Exercise objective: From the entries, return every line where the string "EmbeddingData" shows up.

########

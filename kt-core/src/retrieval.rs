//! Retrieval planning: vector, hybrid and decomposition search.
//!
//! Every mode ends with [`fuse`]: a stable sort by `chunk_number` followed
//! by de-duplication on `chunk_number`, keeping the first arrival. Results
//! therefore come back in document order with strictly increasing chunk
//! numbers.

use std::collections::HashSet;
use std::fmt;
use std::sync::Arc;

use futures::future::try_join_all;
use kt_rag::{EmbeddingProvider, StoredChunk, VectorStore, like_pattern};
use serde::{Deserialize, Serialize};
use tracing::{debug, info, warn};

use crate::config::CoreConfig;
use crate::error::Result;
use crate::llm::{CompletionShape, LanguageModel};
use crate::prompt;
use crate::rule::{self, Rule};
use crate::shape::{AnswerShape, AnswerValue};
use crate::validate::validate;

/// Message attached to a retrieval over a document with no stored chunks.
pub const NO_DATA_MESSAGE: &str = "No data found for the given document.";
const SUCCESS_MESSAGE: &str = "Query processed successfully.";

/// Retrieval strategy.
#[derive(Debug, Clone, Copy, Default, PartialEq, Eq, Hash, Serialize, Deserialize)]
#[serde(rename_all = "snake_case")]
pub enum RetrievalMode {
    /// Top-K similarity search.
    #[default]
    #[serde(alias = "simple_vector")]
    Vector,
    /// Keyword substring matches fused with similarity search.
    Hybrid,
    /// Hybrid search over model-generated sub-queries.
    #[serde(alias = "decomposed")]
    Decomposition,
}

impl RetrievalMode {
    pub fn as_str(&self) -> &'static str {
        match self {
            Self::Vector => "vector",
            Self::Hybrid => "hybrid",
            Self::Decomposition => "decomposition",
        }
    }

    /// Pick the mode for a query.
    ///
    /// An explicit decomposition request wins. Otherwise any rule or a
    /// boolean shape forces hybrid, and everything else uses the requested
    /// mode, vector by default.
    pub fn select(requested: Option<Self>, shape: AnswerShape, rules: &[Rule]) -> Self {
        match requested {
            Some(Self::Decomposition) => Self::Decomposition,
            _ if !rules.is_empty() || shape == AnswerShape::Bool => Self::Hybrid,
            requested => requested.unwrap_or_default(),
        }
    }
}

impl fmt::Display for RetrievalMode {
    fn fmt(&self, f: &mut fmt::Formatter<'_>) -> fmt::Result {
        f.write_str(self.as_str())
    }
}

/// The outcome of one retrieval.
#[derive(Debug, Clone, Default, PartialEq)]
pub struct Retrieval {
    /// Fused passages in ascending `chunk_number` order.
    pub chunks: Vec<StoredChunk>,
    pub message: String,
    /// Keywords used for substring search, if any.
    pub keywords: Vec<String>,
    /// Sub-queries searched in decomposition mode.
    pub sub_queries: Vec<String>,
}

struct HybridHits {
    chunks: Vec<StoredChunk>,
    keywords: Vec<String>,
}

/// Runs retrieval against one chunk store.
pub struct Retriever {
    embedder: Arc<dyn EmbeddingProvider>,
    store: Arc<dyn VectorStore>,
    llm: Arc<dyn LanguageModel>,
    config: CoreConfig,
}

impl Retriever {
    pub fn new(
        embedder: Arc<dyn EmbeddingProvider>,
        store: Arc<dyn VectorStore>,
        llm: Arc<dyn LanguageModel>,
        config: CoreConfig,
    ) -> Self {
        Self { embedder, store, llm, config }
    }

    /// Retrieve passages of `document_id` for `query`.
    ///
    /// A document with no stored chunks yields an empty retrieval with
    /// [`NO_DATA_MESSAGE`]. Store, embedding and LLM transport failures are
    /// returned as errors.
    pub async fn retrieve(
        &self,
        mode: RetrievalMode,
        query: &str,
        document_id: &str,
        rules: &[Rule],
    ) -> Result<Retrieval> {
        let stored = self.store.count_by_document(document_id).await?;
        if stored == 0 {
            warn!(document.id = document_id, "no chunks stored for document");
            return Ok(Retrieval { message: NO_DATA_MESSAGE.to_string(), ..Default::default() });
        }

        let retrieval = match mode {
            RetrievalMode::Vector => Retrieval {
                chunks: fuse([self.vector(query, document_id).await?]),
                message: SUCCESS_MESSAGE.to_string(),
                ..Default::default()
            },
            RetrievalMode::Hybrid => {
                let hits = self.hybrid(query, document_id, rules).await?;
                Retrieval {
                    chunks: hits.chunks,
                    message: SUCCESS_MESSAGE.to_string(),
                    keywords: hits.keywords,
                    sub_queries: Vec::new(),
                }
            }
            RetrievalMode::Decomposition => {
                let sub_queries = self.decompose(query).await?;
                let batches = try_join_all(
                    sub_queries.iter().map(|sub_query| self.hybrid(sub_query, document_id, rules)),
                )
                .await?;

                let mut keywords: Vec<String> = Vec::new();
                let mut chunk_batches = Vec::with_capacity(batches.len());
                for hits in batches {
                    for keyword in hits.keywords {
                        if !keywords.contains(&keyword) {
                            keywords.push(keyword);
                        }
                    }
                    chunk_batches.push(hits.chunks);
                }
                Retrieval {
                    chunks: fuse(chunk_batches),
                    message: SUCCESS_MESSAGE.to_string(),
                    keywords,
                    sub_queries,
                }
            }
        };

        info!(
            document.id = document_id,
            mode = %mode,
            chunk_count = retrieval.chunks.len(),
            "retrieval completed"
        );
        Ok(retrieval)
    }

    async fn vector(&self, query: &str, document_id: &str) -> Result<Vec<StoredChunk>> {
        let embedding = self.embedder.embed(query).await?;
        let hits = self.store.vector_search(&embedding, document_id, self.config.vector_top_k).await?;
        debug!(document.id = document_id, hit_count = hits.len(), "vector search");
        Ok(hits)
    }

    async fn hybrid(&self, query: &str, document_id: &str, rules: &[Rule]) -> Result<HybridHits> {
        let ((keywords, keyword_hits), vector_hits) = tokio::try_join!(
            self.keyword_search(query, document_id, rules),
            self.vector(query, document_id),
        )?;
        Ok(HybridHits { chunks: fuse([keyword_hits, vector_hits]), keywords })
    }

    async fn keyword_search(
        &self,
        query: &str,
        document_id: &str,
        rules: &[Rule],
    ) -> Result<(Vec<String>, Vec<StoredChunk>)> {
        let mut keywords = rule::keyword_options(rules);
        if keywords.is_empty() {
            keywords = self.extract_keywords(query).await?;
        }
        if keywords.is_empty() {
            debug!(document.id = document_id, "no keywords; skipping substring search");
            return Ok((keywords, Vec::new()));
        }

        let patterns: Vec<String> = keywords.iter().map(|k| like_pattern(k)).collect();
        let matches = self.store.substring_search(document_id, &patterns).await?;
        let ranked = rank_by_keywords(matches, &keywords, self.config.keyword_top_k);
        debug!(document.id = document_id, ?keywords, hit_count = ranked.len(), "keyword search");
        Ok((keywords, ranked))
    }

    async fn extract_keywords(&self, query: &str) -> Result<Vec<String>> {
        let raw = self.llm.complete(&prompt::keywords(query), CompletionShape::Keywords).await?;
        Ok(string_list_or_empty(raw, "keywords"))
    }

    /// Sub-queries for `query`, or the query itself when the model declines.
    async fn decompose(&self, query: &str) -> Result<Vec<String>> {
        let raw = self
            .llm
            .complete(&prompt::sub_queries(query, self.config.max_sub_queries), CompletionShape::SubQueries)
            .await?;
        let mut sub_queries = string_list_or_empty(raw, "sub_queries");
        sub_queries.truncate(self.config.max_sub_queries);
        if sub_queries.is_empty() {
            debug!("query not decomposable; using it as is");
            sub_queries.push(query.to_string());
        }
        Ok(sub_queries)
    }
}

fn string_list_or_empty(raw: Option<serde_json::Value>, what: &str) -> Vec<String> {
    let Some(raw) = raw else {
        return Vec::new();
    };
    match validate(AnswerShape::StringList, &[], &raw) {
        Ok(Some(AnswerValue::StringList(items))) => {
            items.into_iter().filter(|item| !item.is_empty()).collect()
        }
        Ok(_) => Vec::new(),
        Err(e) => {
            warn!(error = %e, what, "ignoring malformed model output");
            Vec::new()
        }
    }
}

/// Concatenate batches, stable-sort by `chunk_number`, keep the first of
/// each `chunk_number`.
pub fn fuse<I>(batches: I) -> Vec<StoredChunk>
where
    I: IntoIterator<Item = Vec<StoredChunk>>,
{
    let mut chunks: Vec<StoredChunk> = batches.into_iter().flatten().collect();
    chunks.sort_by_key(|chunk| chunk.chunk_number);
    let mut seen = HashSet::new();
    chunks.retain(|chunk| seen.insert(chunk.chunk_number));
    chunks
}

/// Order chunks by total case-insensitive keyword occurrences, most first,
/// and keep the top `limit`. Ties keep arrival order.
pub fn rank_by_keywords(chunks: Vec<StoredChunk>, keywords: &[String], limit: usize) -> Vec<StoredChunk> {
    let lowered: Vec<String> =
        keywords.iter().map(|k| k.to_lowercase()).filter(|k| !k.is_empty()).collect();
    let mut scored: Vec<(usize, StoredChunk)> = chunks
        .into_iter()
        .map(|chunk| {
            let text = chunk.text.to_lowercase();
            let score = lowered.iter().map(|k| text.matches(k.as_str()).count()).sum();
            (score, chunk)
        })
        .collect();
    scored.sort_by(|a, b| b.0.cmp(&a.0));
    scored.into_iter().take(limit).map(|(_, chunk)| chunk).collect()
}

########

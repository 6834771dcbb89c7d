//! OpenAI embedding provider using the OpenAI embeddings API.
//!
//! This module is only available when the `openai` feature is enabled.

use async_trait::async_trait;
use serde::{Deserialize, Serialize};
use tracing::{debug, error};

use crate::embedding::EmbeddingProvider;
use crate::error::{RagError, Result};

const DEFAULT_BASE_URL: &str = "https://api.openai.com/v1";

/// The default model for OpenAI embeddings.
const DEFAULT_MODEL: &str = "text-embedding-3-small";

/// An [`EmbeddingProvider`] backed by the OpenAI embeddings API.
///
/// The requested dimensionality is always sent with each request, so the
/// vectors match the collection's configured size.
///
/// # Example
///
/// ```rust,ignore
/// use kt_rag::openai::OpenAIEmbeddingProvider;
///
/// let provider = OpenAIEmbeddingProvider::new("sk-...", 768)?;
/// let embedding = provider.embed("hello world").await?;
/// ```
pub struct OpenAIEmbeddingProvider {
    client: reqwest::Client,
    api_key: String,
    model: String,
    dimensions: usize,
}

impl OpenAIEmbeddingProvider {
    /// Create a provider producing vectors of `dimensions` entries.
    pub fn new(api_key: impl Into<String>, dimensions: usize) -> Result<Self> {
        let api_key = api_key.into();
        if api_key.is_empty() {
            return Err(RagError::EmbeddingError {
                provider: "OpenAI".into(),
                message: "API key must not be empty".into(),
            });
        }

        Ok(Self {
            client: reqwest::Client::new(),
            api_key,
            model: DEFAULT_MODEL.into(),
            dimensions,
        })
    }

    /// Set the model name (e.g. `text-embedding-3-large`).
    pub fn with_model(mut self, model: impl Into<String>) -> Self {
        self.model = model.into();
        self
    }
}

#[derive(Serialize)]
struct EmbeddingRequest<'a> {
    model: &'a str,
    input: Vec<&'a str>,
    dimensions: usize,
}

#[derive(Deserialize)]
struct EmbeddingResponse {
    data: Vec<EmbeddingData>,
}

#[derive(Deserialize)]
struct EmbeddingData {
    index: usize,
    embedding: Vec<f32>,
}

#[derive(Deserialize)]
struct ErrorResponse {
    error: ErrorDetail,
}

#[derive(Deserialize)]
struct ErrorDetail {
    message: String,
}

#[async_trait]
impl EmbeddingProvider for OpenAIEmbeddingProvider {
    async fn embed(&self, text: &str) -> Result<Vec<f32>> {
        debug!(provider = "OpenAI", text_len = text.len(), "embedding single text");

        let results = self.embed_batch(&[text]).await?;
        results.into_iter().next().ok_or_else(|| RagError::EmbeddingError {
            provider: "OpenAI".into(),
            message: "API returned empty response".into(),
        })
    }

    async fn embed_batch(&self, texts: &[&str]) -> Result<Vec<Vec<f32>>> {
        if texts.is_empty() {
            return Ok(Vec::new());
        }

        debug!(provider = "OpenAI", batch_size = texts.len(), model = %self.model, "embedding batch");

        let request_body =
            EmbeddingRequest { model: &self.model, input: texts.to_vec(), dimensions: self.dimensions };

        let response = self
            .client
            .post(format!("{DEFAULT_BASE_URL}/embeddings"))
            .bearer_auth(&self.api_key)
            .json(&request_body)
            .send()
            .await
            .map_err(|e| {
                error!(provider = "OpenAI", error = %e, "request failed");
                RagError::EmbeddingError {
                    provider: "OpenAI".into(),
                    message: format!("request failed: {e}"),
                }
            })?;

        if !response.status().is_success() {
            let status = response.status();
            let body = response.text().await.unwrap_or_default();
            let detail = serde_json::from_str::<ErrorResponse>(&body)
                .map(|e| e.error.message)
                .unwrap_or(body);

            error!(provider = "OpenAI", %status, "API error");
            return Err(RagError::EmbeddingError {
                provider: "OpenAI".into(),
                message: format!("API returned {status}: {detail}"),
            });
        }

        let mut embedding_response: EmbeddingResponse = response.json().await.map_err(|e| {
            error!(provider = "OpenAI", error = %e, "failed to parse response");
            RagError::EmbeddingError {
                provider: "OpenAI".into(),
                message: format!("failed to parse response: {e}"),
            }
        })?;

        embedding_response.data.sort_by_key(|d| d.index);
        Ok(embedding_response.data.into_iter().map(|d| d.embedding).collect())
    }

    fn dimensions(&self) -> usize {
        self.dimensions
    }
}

########

Solution to this task:
    data: Vec<EmbeddingData>,
struct EmbeddingData {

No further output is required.